Gap between urban and rural rates of COVID-19 vaccination grows

a person receiving a vaccine

People in rural areas of the United States have received COVID-19 vaccines at a lower rate than people in urban areas, and the problem is growing worse, according to the U.S. Centers for Disease Control and Prevention (CDC).

The rural-urban disparity in COVID-19 vaccination status has nearly doubled since April 2021, and this disparity is likely due to higher rates of vaccine hesitancy and lower levels of patient engagement during provider interactions, the CDC reports.

In urban counties, 75.4% of people aged five and older had received at least one dose of the vaccine as of Jan. 31, while in rural counties only 58.8% percent of that age group had been vaccinated, CDC says.

According to a previous CDC report, the gap was smaller in April 2021, with 45.7% of urban residents receiving at least one dose of the COVID-19 vaccine compared to 38.9% of rural residents. This indicates that differences depending on geographic location have more than doubled in the last nine months.

Why are there disparities in vaccination status?
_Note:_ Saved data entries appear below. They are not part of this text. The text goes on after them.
//! Building templates and the default-configuration factory.

use serde::{Deserialize, Serialize};
use std::fmt;
use std::str::FromStr;

use crate::building::{BuildingConfig, ColorScheme, Dimensions, RoofConfig};
use crate::enums::{RoofOrientation, RoofType};
use crate::error::ModelError;

/// Starting point for a new building.
#[derive(Debug, Clone, Copy, PartialEq, Eq, Hash, Serialize, Deserialize)]
#[serde(rename_all = "snake_case")]
pub enum TemplateType {
    IndustrialHall,
    Warehouse,
    Agricultural,
    Workshop,
    Hangar,
}

impl TemplateType {
    pub const ALL: [TemplateType; 5] = [
        TemplateType::IndustrialHall,
        TemplateType::Warehouse,
        TemplateType::Agricultural,
        TemplateType::Workshop,
        TemplateType::Hangar,
    ];

    pub fn as_str(&self) -> &'static str {
        match self {
            TemplateType::IndustrialHall => "industrial_hall",
            TemplateType::Warehouse => "warehouse",
            TemplateType::Agricultural => "agricultural",
            TemplateType::Workshop => "workshop",
            TemplateType::Hangar => "hangar",
        }
    }

    /// Template metadata and defaults.
    pub fn template(&self) -> &'static BuildingTemplate {
        BUILDING_TEMPLATES
            .iter()
            .find(|t| t.template_type == *self)
            .unwrap_or(&BUILDING_TEMPLATES[0])
    }
}

impl fmt::Display for TemplateType {
    fn fmt(&self, f: &mut fmt::Formatter<'_>) -> fmt::Result {
        write!(f, "{}", self.as_str())
    }
}

impl FromStr for TemplateType {
    type Err = ModelError;

    fn from_str(s: &str) -> Result<Self, Self::Err> {
        let normalized = s.trim().to_lowercase().replace(['-', ' '], "_");
        TemplateType::ALL
            .into_iter()
            .find(|t| t.as_str() == normalized)
            .ok_or_else(|| ModelError::unknown("template type", s))
    }
}

/// Static description of a building template.
#[derive(Debug, Clone, PartialEq)]
pub struct BuildingTemplate {
    pub template_type: TemplateType,
    pub name: &'static str,
    pub description: &'static str,
    /// Lower bound offered by the width input.
    pub min_width: f64,
    /// Upper bound offered by the width input.
    pub max_width: f64,
    pub width: f64,
    pub bays: u32,
    pub bay_spacing: f64,
    pub eave_height: f64,
    pub frame_type: &'static str,
    pub roof_type: RoofType,
    pub slope: &'static str,
}

impl BuildingTemplate {
    /// Bays pattern in `N*M` notation.
    pub fn bays_pattern(&self) -> String {
        format!("{}*{}", self.bays, self.bay_spacing)
    }

    /// Building length implied by the bays.
    pub fn length(&self) -> f64 {
        f64::from(self.bays) * self.bay_spacing
    }
}

pub static BUILDING_TEMPLATES: [BuildingTemplate; 5] = [
    BuildingTemplate {
        template_type: TemplateType::IndustrialHall,
        name: "Industrial Hall",
        description: "Clear-span production hall",
        min_width: 12.0,
        max_width: 60.0,
        width: 24.0,
        bays: 6,
        bay_spacing: 6.0,
        eave_height: 8.0,
        frame_type: "clear_span",
        roof_type: RoofType::Gable,
        slope: "1:10",
    },
    BuildingTemplate {
        template_type: TemplateType::Warehouse,
        name: "Warehouse",
        description: "Multi-span storage building",
        min_width: 12.0,
        max_width: 80.0,
        width: 30.0,
        bays: 8,
        bay_spacing: 6.0,
        eave_height: 10.0,
        frame_type: "multi_span",
        roof_type: RoofType::Gable,
        slope: "1:12",
    },
    BuildingTemplate {
        template_type: TemplateType::Agricultural,
        name: "Agricultural Building",
        description: "Barn or stable with a steep gable",
        min_width: 6.0,
        max_width: 40.0,
        width: 18.0,
        bays: 5,
        bay_spacing: 6.0,
        eave_height: 6.0,
        frame_type: "clear_span",
        roof_type: RoofType::Gable,
        slope: "1:5",
    },
    BuildingTemplate {
        template_type: TemplateType::Workshop,
        name: "Workshop",
        description: "Small mono-pitch workshop",
        min_width: 6.0,
        max_width: 30.0,
        width: 12.0,
        bays: 4,
        bay_spacing: 6.0,
        eave_height: 6.0,
        frame_type: "single_slope",
        roof_type: RoofType::SingleSlope,
        slope: "1:20",
    },
    BuildingTemplate {
        template_type: TemplateType::Hangar,
        name: "Hangar",
        description: "Wide clear-span hangar",
        min_width: 20.0,
        max_width: 100.0,
        width: 40.0,
        bays: 6,
        bay_spacing: 7.5,
        eave_height: 12.0,
        frame_type: "clear_span",
        roof_type: RoofType::Gable,
        slope: "1:10",
    },
];

/// Selectable frame type.
#[derive(Debug, Clone, Copy, PartialEq, Eq)]
pub struct FrameType {
    pub id: &'static str,
    pub name: &'static str,
}

pub static FRAME_TYPES: [FrameType; 4] = [
    FrameType {
        id: "clear_span",
        name: "Clear Span",
    },
    FrameType {
        id: "multi_span",
        name: "Multi-Span",
    },
    FrameType {
        id: "single_slope",
        name: "Single Slope",
    },
    FrameType {
        id: "lean_to",
        name: "Lean-To",
    },
];

/// Look up a frame type by identifier.
pub fn frame_type(id: &str) -> Option<&'static FrameType> {
    FRAME_TYPES.iter().find(|ft| ft.id == id)
}

pub static SLOPE_OPTIONS: [&str; 5] = ["1:5", "1:10", "1:12", "1:15", "1:20"];

fn default_colors() -> ColorScheme {
    ColorScheme {
        wall_panels: "RAL 9002".to_string(),
        roof_panels: "RAL 9006".to_string(),
        accessories: "RAL 9006".to_string(),
        flashing: "RAL 7016".to_string(),
        base_plate: "RAL 7016".to_string(),
        primary_structure: "RAL 7035".to_string(),
        secondary_structure: "RAL 7035".to_string(),
    }
}

/// Build the default configuration for a template.
pub fn create_default_building_config(template_type: TemplateType) -> BuildingConfig {
    let template = template_type.template();
    let orientation = template
        .roof_type
        .has_orientation()
        .then_some(RoofOrientation::default());
    BuildingConfig {
        template_type,
        dimensions: Dimensions {
            width: template.width,
            length: template.length(),
            bays_pattern: template.bays_pattern(),
            eave_height: template.eave_height,
        },
        frame_type: template.frame_type.to_string(),
        roof: RoofConfig {
            roof_type: template.roof_type,
            slope: template.slope.to_string(),
            orientation,
        },
        colors: default_colors(),
        crane: None,
        openings: Vec::new(),
        accessories: Vec::new(),
    }
}

#[cfg(test)]
mod tests {
    use super::*;

    #[test]
    fn every_template_type_has_a_template() {
        for template_type in TemplateType::ALL {
            assert_eq!(template_type.template().template_type, template_type);
        }
    }

    #[test]
    fn bays_pattern_drops_trailing_zero() {
        let hall = TemplateType::IndustrialHall.template();
        assert_eq!(hall.bays_pattern(), "6*6");
        assert_eq!(TemplateType::Hangar.template().bays_pattern(), "6*7.5");
    }

    #[test]
    fn default_frame_types_are_known() {
        for template in &BUILDING_TEMPLATES {
            assert!(frame_type(template.frame_type).is_some(), "{}", template.name);
            assert!(SLOPE_OPTIONS.contains(&template.slope), "{}", template.name);
        }
    }
}
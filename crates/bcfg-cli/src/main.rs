//! Building configurator CLI.

use clap::{ColorChoice, Parser};
use std::io::{self, IsTerminal};
use tracing::level_filters::LevelFilter;

use bcfg_cli::logging::{LogConfig, LogFormat, init_logging};

mod cli;
mod commands;
mod summary;

use crate::cli::{Cli, Command, LogFormatArg, LogLevelArg};
use crate::commands::{resolve_settings, run_palette, run_script, run_settings, run_templates};
use crate::summary::print_report;

fn main() {
    let cli = Cli::parse();
    cli.color.write_global();
    let log_config = log_config_from_cli(&cli);
    if let Err(error) = init_logging(&log_config) {
        eprintln!("error: failed to initialize logging: {error}");
        std::process::exit(1);
    }
    let exit_code = match run(&cli) {
        Ok(code) => code,
        Err(error) => {
            eprintln!("error: {error:#}");
            1
        }
    };
    std::process::exit(exit_code);
}

fn run(cli: &Cli) -> anyhow::Result<i32> {
    match &cli.command {
        Command::Templates => run_templates().map(|()| 0),
        Command::Palette => run_palette().map(|()| 0),
        Command::Run(args) => {
            let settings = resolve_settings(cli.settings.as_deref())?;
            let output = run_script(args, &settings)?;
            if args.json {
                println!("{}", output.to_json()?);
            } else {
                print_report(&output.report);
            }
            Ok(0)
        }
        Command::Settings(args) => {
            let settings = resolve_settings(cli.settings.as_deref())?;
            run_settings(args, cli.settings.as_deref(), &settings).map(|()| 0)
        }
    }
}

/// Build logging configuration from CLI flags with consistent precedence.
fn log_config_from_cli(cli: &Cli) -> LogConfig {
    let mut config = LogConfig {
        level_filter: cli.verbosity.tracing_level_filter(),
        ..LogConfig::default()
    };
    config.use_env_filter = !(cli.verbosity.is_present() || cli.log_level.is_some());
    if let Some(level) = cli.log_level {
        config.level_filter = match level {
            LogLevelArg::Error => LevelFilter::ERROR,
            LogLevelArg::Warn => LevelFilter::WARN,
            LogLevelArg::Info => LevelFilter::INFO,
            LogLevelArg::Debug => LevelFilter::DEBUG,
            LogLevelArg::Trace => LevelFilter::TRACE,
        };
    }
    config.format = match cli.log_format {
        LogFormatArg::Pretty => LogFormat::Pretty,
        LogFormatArg::Compact => LogFormat::Compact,
        LogFormatArg::Json => LogFormat::Json,
    };
    config.log_file = cli.log_file.clone();
    config.with_ansi = match cli.color.color {
        ColorChoice::Always => true,
        ColorChoice::Never => false,
        ColorChoice::Auto => cli.log_file.is_none() && io::stderr().is_terminal(),
    };
    config
}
Among the factors that may have contributed to this disparity, CDC lists the following:

  • “Access to health care remains challenging in rural counties,” where residents were more likely than their rural counterparts to report being underserved by hospitals or local health care providers even before the pandemic.
  • Varying views on the seriousness of COVID-19 and the need for prevention strategies “are often shaped by sociocultural identities and political ideologies that vary across the urban-rural continuum.”
  • Vaccine hesitancy was always higher in rural areas, even for routinely recommended vaccines, and it continues with the new COVID-19 vaccines. “Adults in rural areas were nearly three times as likely to report that they ‘definitely won’t’ get a COVID-19 vaccine than were those in urban areas.”

Given the greater vaccine hesitancy in rural areas, the CDC notes that “targeted efforts are critical to increase vaccine confidence to address gaps in vaccination coverage.”